WHAT YOU NEED TO DO:
Could you transcribe the whole listing, keeping every line exactly the same?

DATA UNDER STUDY:
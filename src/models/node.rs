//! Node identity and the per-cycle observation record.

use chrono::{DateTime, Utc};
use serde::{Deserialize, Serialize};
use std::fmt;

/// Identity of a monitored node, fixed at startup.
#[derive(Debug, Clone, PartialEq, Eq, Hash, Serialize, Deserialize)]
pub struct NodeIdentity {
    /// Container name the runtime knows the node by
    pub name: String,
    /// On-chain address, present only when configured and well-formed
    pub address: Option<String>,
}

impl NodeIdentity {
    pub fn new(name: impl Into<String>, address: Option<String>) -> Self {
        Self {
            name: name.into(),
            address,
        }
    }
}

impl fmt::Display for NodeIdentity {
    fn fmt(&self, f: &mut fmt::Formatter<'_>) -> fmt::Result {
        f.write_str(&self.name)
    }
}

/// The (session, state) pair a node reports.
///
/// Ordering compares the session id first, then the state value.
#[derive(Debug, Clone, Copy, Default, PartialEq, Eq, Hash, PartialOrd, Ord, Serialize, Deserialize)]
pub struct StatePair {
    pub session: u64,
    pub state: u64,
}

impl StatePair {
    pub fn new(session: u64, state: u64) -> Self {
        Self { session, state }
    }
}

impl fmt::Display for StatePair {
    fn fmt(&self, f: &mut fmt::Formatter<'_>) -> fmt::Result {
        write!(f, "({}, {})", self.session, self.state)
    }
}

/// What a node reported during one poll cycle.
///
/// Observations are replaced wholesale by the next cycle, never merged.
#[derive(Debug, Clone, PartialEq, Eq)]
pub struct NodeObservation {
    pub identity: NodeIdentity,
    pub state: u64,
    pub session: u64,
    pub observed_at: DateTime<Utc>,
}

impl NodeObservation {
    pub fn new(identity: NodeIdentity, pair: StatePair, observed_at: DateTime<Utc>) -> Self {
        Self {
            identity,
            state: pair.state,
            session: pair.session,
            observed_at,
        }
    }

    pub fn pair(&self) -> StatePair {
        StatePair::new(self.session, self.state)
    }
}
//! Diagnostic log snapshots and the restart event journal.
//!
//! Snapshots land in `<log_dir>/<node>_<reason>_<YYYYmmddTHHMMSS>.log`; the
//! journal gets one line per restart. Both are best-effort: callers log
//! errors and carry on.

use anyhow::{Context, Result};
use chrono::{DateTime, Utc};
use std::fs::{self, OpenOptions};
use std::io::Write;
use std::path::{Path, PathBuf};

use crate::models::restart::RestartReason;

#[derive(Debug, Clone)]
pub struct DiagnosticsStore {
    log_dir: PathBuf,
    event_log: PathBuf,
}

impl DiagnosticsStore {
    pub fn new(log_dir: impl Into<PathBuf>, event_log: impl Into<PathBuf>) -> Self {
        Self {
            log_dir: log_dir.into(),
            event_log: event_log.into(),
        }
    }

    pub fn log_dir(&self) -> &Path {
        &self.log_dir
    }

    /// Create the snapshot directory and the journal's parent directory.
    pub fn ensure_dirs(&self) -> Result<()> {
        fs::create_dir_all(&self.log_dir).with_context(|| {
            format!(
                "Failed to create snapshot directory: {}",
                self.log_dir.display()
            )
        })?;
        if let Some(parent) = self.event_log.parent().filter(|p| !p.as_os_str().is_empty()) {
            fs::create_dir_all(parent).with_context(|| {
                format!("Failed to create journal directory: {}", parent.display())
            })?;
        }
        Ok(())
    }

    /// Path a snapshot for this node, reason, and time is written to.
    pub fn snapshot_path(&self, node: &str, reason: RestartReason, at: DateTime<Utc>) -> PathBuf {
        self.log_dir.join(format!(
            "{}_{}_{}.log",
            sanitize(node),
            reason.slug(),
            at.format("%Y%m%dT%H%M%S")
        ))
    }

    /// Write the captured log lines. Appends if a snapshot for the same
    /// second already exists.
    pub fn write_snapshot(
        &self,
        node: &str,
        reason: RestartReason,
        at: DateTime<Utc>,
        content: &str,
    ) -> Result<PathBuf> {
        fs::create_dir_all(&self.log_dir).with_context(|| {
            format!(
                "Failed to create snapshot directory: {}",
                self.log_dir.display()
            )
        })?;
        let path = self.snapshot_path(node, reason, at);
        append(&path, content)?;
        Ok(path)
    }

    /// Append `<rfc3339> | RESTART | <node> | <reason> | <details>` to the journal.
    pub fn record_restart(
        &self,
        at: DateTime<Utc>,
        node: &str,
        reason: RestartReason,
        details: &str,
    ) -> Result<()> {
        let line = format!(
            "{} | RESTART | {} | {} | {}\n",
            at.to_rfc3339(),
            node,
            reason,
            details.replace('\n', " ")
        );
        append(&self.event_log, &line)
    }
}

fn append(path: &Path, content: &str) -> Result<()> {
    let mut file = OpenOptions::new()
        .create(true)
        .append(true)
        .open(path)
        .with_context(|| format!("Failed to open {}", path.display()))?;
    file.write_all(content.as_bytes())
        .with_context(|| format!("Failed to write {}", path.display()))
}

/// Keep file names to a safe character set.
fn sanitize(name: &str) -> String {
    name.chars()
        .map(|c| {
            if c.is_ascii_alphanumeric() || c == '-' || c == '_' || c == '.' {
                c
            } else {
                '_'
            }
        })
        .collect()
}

RESULT OF THE TASK:
filename src/models/node.rs
//! Node identity and the per-cycle observation record.

use chrono::{DateTime, Utc};
use serde::{Deserialize, Serialize};
use std::fmt;

/// Identity of a monitored node, fixed at startup.
#[derive(Debug, Clone, PartialEq, Eq, Hash, Serialize, Deserialize)]
pub struct NodeIdentity {
    /// Container name the runtime knows the node by
    pub name: String,
    /// On-chain address, present only when configured and well-formed
    pub address: Option<String>,
}

impl NodeIdentity {
    pub fn new(name: impl Into<String>, address: Option<String>) -> Self {
        Self {
            name: name.into(),
            address,
        }
    }
}

impl fmt::Display for NodeIdentity {
    fn fmt(&self, f: &mut fmt::Formatter<'_>) -> fmt::Result {
        f.write_str(&self.name)
    }
}

/// The (session, state) pair a node reports.
///
/// Ordering compares the session id first, then the state value.
#[derive(Debug, Clone, Copy, Default, PartialEq, Eq, Hash, PartialOrd, Ord, Serialize, Deserialize)]
pub struct StatePair {
    pub session: u64,
    pub state: u64,
}

impl StatePair {
    pub fn new(session: u64, state: u64) -> Self {
        Self { session, state }
    }
}

impl fmt::Display for StatePair {
    fn fmt(&self, f: &mut fmt::Formatter<'_>) -> fmt::Result {
        write!(f, "({}, {})", self.session, self.state)
    }
}

/// What a node reported during one poll cycle.
///
/// Observations are replaced wholesale by the next cycle, never merged.
#[derive(Debug, Clone, PartialEq, Eq)]
pub struct NodeObservation {
    pub identity: NodeIdentity,
    pub state: u64,
    pub session: u64,
    pub observed_at: DateTime<Utc>,
}

impl NodeObservation {
    pub fn new(identity: NodeIdentity, pair: StatePair, observed_at: DateTime<Utc>) -> Self {
        Self {
            identity,
            state: pair.state,
            session: pair.session,
            observed_at,
        }
    }

    pub fn pair(&self) -> StatePair {
        StatePair::new(self.session, self.state)
    }
}
//! Diagnostic log snapshots and the restart event journal.
//!
//! Snapshots land in `<log_dir>/<node>_<reason>_<YYYYmmddTHHMMSS>.log`; the
//! journal gets one line per restart. Both are best-effort: callers log
//! errors and carry on.

use anyhow::{Context, Result};
use chrono::{DateTime, Utc};
use std::fs::{self, OpenOptions};
use std::io::Write;
use std::path::{Path, PathBuf};

use crate::models::restart::RestartReason;

#[derive(Debug, Clone)]
pub struct DiagnosticsStore {
    log_dir: PathBuf,
    event_log: PathBuf,
}

impl DiagnosticsStore {
    pub fn new(log_dir: impl Into<PathBuf>, event_log: impl Into<PathBuf>) -> Self {
        Self {
            log_dir: log_dir.into(),
            event_log: event_log.into(),
        }
    }

    pub fn log_dir(&self) -> &Path {
        &self.log_dir
    }

    /// Create the snapshot directory and the journal's parent directory.
    pub fn ensure_dirs(&self) -> Result<()> {
        fs::create_dir_all(&self.log_dir).with_context(|| {
            format!(
                "Failed to create snapshot directory: {}",
                self.log_dir.display()
            )
        })?;
        if let Some(parent) = self.event_log.parent().filter(|p| !p.as_os_str().is_empty()) {
            fs::create_dir_all(parent).with_context(|| {
                format!("Failed to create journal directory: {}", parent.display())
            })?;
        }
        Ok(())
    }

    /// Path a snapshot for this node, reason, and time is written to.
    pub fn snapshot_path(&self, node: &str, reason: RestartReason, at: DateTime<Utc>) -> PathBuf {
        self.log_dir.join(format!(
            "{}_{}_{}.log",
            sanitize(node),
            reason.slug(),
            at.format("%Y%m%dT%H%M%S")
        ))
    }

    /// Write the captured log lines. Appends if a snapshot for the same
    /// second already exists.
    pub fn write_snapshot(
        &self,
        node: &str,
        reason: RestartReason,
        at: DateTime<Utc>,
        content: &str,
    ) -> Result<PathBuf> {
        fs::create_dir_all(&self.log_dir).with_context(|| {
            format!(
                "Failed to create snapshot directory: {}",
                self.log_dir.display()
            )
        })?;
        let path = self.snapshot_path(node, reason, at);
        append(&path, content)?;
        Ok(path)
    }

    /// Append `<rfc3339> | RESTART | <node> | <reason> | <details>` to the journal.
    pub fn record_restart(
        &self,
        at: DateTime<Utc>,
        node: &str,
        reason: RestartReason,
        details: &str,
    ) -> Result<()> {
        let line = format!(
            "{} | RESTART | {} | {} | {}\n",
            at.to_rfc3339(),
            node,
            reason,
            details.replace('\n', " ")
        );
        append(&self.event_log, &line)
    }
}

fn append(path: &Path, content: &str) -> Result<()> {
    let mut file = OpenOptions::new()
        .create(true)
        .append(true)
        .open(path)
        .with_context(|| format!("Failed to open {}", path.display()))?;
    file.write_all(content.as_bytes())
        .with_context(|| format!("Failed to write {}", path.display()))
}

/// Keep file names to a safe character set.
fn sanitize(name: &str) -> String {
    name.chars()
        .map(|c| {
            if c.is_ascii_alphanumeric() || c == '-' || c == '_' || c == '.' {
                c
            } else {
                '_'
            }
        })
        .collect()
}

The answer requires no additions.